In a recent AccountingWeb article on what to watch for in 2006, Consultant Editor David Carter suggested:
"The big development that I see coming is the integration of customer relationship management (CRM) into enterprise software. This is likely to be the next big step in the evolution of business software."
I agree with Dennis Howlett's comment on the article, and I just don't see CRM integrated to ERP as the next big thing for the SMB market.  The issue is much more complex than that.  There is an interesting analysis from Allan Bonde on CIO.com asking if CRM is Dead?  Good, controversial title (which I borrowed, thanks Allan), but he is really suggesting that CRM is changing to a version 2 that needs to move beyond call centre, help desk and sales force automation to incorporate new innovations.  Quite rightly he points out that:
"Despite its name, one can argue that the greatest shortcoming of CRM is that it never really was about directly helping customers. Solutions were sold to executives running call centres or sales organizations as a way to wring out inefficiency, force standardized processes and gain better insight into the state of the business."
Depressingly, he also mentions:
"several global organizations that have spent more than $100 million on CRM projects and are still uncertain what real value they have received!"

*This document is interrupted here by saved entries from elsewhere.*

// THEORY:
// A `MonitoringSession` is one operator watching one zone. It owns the frame
// acquisition loop and the lifecycle of the devices around it:
//
//     CLOSED -> OPENING -> RUNNING -> CLOSED
//
// Key architectural principles:
// 1.  **Fail Fast on Open**: A source that cannot be opened ends the session
//     before any frame is processed, so no alert can be written.
// 2.  **Nothing Escapes**: `run` reports how the session ended instead of
//     returning an error. Open failures, read failures and display failures
//     are all ordinary outcomes for the caller.
// 3.  **Always Release**: Every way out of RUNNING ends the frame loop and falls
//     through to the same release of the source and close of the display.
// 4.  **One Bad Frame Is One Bad Frame**: A detector error is logged and the
//     loop moves on. Drawing errors never leave the frame processor. Either way
//     the frame is still shown.
// 5.  **Cooperative Stop**: The stop key is polled once per frame, after display.

use tracing::{info, warn};

use crate::core_modules::alert_store::AlertSink;
use crate::core_modules::canvas::Canvas;
use crate::core_modules::detection::Detector;
use crate::error::{DisplayError, SourceError};
use crate::pipeline::FrameProcessor;

/// A stream of frames. `Ok(None)` is the normal end of the stream.
pub trait VideoSource {
    type Frame;

    fn read_frame(&mut self) -> Result<Option<Self::Frame>, SourceError>;

    fn release(&mut self);
}

/// Where rendered frames go, and where the stop signal comes from.
pub trait DisplaySink<F> {
    fn show(&mut self, title: &str, frame: &F) -> Result<(), DisplayError>;

    /// Polls for the stop key without blocking beyond a frame's worth.
    fn poll_stop(&mut self) -> Result<bool, DisplayError>;

    fn close(&mut self);
}

#[derive(Debug, Clone, Copy, PartialEq, Eq)]
pub enum SessionState {
    Closed,
    Opening,
    Running,
}

/// How a session came back to `Closed`.
#[derive(Debug, Clone, PartialEq, Eq)]
pub enum SessionEnd {
    SourceExhausted,
    StopRequested,
    OpenFailed(String),
    ReadFailed(String),
    DisplayFailed(String),
}

#[derive(Debug, Clone, PartialEq, Eq)]
pub struct SessionReport {
    pub frames_processed: u64,
    pub alerts_logged: u64,
    /// Frames whose detection failed or whose overlay was partly lost.
    pub frames_degraded: u64,
    pub end: SessionEnd,
}

pub struct MonitoringSession<D, K, A> {
    detector: D,
    display: K,
    processor: FrameProcessor<A>,
    state: SessionState,
}

impl<D, K, A: AlertSink> MonitoringSession<D, K, A> {
    pub fn new(detector: D, display: K, processor: FrameProcessor<A>) -> Self {
        Self {
            detector,
            display,
            processor,
            state: SessionState::Closed,
        }
    }

    pub fn state(&self) -> SessionState {
        self.state
    }

    pub fn processor(&self) -> &FrameProcessor<A> {
        &self.processor
    }

    pub fn window_title(&self) -> String {
        format!("HAZARD MONITORING - {}", self.processor.zone())
    }

    /// Opens `location` with `open` and monitors it until the stream ends,
    /// the stop key is pressed or a device fails.
    pub fn run<V, O>(&mut self, location: &str, open: O) -> SessionReport
    where
        O: FnOnce(&str) -> Result<V, SourceError>,
        V: VideoSource,
        V::Frame: Canvas,
        D: Detector<V::Frame>,
        K: DisplaySink<V::Frame>,
    {
        let zone = self.processor.zone().to_string();
        let mut report = SessionReport {
            frames_processed: 0,
            alerts_logged: 0,
            frames_degraded: 0,
            end: SessionEnd::SourceExhausted,
        };

        self.state = SessionState::Opening;
        let mut source = match open(location) {
            Ok(source) => source,
            Err(error) => {
                warn!(zone = %zone, location, %error, "cannot open video source");
                self.state = SessionState::Closed;
                report.end = SessionEnd::OpenFailed(error.to_string());
                return report;
            }
        };

        self.state = SessionState::Running;
        info!(zone = %zone, location, "monitoring started");
        let end = self.monitor(&mut source, &mut report);
        report.end = end;

        source.release();
        self.display.close();
        self.state = SessionState::Closed;
        info!(
            zone = %zone,
            frames = report.frames_processed,
            alerts = report.alerts_logged,
            end = ?report.end,
            "monitoring stopped"
        );
        report
    }

    fn monitor<V>(&mut self, source: &mut V, report: &mut SessionReport) -> SessionEnd
    where
        V: VideoSource,
        V::Frame: Canvas,
        D: Detector<V::Frame>,
        K: DisplaySink<V::Frame>,
    {
        let title = self.window_title();
        loop {
            let mut frame = match source.read_frame() {
                Ok(Some(frame)) => frame,
                Ok(None) => return SessionEnd::SourceExhausted,
                Err(error) => return SessionEnd::ReadFailed(error.to_string()),
            };

            match self.detector.detect(&frame) {
                Ok(detections) => {
                    let outcome = self.processor.process(&mut frame, &detections);
                    report.alerts_logged += u64::from(outcome.logged);
                    report.frames_degraded += u64::from(outcome.degraded);
                }
                Err(error) => {
                    warn!(frame = report.frames_processed, %error, "detection failed");
                    report.frames_degraded += 1;
                }
            }
            report.frames_processed += 1;

            if let Err(error) = self.display.show(&title, &frame) {
                return SessionEnd::DisplayFailed(error.to_string());
            }
            match self.display.poll_stop() {
                Ok(true) => return SessionEnd::StopRequested,
                Ok(false) => {}
                Err(error) => return SessionEnd::DisplayFailed(error.to_string()),
            }
        }
    }
}
// OpenCV-backed devices for a monitoring session: the capture that feeds it,
// the window it renders to and the optional recording of what was rendered.

use hazard_vision::error::{DisplayError, SourceError};
use hazard_vision::session::{DisplaySink, VideoSource};
use opencv::{
    core::{Mat, Size},
    highgui,
    prelude::*,
    videoio::{self, VideoCapture, VideoWriter},
};
use tracing::{info, warn};

use crate::cv_frame::CvFrame;

const STOP_KEY: i32 = 'q' as i32;
const FALLBACK_FPS: f64 = 25.0;

pub struct CaptureSource {
    capture: VideoCapture,
    location: String,
}

impl CaptureSource {
    pub fn open(location: &str) -> Result<Self, SourceError> {
        let open_error = |reason: String| SourceError::Open {
            location: location.to_string(),
            reason,
        };
        let capture = VideoCapture::from_file(location, videoio::CAP_ANY).map_err(|e| open_error(e.to_string()))?;
        if !capture.is_opened().map_err(|e| open_error(e.to_string()))? {
            return Err(open_error("no decoder accepted the file".to_string()));
        }
        Ok(Self {
            capture,
            location: location.to_string(),
        })
    }

    pub fn frame_size(&self) -> Size {
        let width = self.capture.get(videoio::CAP_PROP_FRAME_WIDTH).unwrap_or(0.0);
        let height = self.capture.get(videoio::CAP_PROP_FRAME_HEIGHT).unwrap_or(0.0);
        Size::new(width as i32, height as i32)
    }

    pub fn fps(&self) -> f64 {
        match self.capture.get(videoio::CAP_PROP_FPS) {
            Ok(fps) if fps > 0.0 => fps,
            _ => FALLBACK_FPS,
        }
    }
}

impl VideoSource for CaptureSource {
    type Frame = CvFrame;

    fn read_frame(&mut self) -> Result<Option<CvFrame>, SourceError> {
        let mut frame = Mat::default();
        match self.capture.read(&mut frame) {
            Ok(true) if !frame.empty() => Ok(Some(CvFrame(frame))),
            Ok(_) => {
                info!(location = %self.location, "end of video stream");
                Ok(None)
            }
            Err(e) => Err(SourceError::Read(e.to_string())),
        }
    }

    fn release(&mut self) {
        if let Err(e) = self.capture.release() {
            warn!(location = %self.location, error = %e, "failed to release capture");
        }
    }
}

/// Shows frames in a highgui window and optionally records them. In headless
/// mode nothing is shown and the stop key is never seen.
pub struct WindowDisplay {
    headless: bool,
    window: Option<String>,
    recorder: Option<VideoWriter>,
}

impl WindowDisplay {
    pub fn new(headless: bool) -> Self {
        Self {
            headless,
            window: None,
            recorder: None,
        }
    }

    /// Records every rendered frame to `path` as mp4v.
    pub fn record_to(mut self, path: &str, fps: f64, size: Size) -> Result<Self, DisplayError> {
        let display_error = |e: opencv::Error| DisplayError(e.to_string());
        let fourcc = VideoWriter::fourcc('m', 'p', '4', 'v').map_err(display_error)?;
        let writer = VideoWriter::new(path, fourcc, fps, size, true).map_err(display_error)?;
        if !writer.is_opened().map_err(display_error)? {
            return Err(DisplayError(format!("cannot write recording to {path}")));
        }
        self.recorder = Some(writer);
        Ok(self)
    }
}

impl DisplaySink<CvFrame> for WindowDisplay {
    fn show(&mut self, title: &str, frame: &CvFrame) -> Result<(), DisplayError> {
        if let Some(recorder) = self.recorder.as_mut() {
            recorder.write(&frame.0).map_err(|e| DisplayError(e.to_string()))?;
        }
        if self.headless {
            return Ok(());
        }
        if self.window.is_none() {
            highgui::named_window(title, highgui::WINDOW_AUTOSIZE).map_err(|e| DisplayError(e.to_string()))?;
            self.window = Some(title.to_string());
        }
        highgui::imshow(title, &frame.0).map_err(|e| DisplayError(e.to_string()))
    }

    fn poll_stop(&mut self) -> Result<bool, DisplayError> {
        if self.headless {
            return Ok(false);
        }
        let key = highgui::wait_key(1).map_err(|e| DisplayError(e.to_string()))?;
        Ok(key & 0xFF == STOP_KEY)
    }

    fn close(&mut self) {
        if let Some(mut recorder) = self.recorder.take() {
            if let Err(e) = recorder.release() {
                warn!(error = %e, "failed to finalize recording");
            }
        }
        if let Some(window) = self.window.take() {
            if let Err(e) = highgui::destroy_window(&window) {
                warn!(window = %window, error = %e, "failed to close window");
            }
        }
    }
}
pub mod alert_record;
pub mod alert_store;
pub mod canvas;
pub mod detection;
pub mod palette;
pub mod risk_model;
pub mod video_catalog;
pub mod zone_summary;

Sadly, we know of many smaller implementations with the same characteristic.  But his piece goes on to explain that V2 of CRM might incorporate knowledge management, self service, user forums and other collaboration techniques.  He also adds:
"And there is the argument being made by Greg Gianforte at RightNow that on-demand delivery coupled with open source infrastructure may be the most efficient way to bring these types of applications to market, a view that has a lot of merit."
Here is where I completely agree with him.  For the SMB market in particular, an open source model works well.  It removes one of the major issues in smaller implementations, where the licence or subscription costs are often an inhibitor to rolling the solution out to the whole organisation and partner community.  This is certainly an area we will be investigating for our customers in 2006.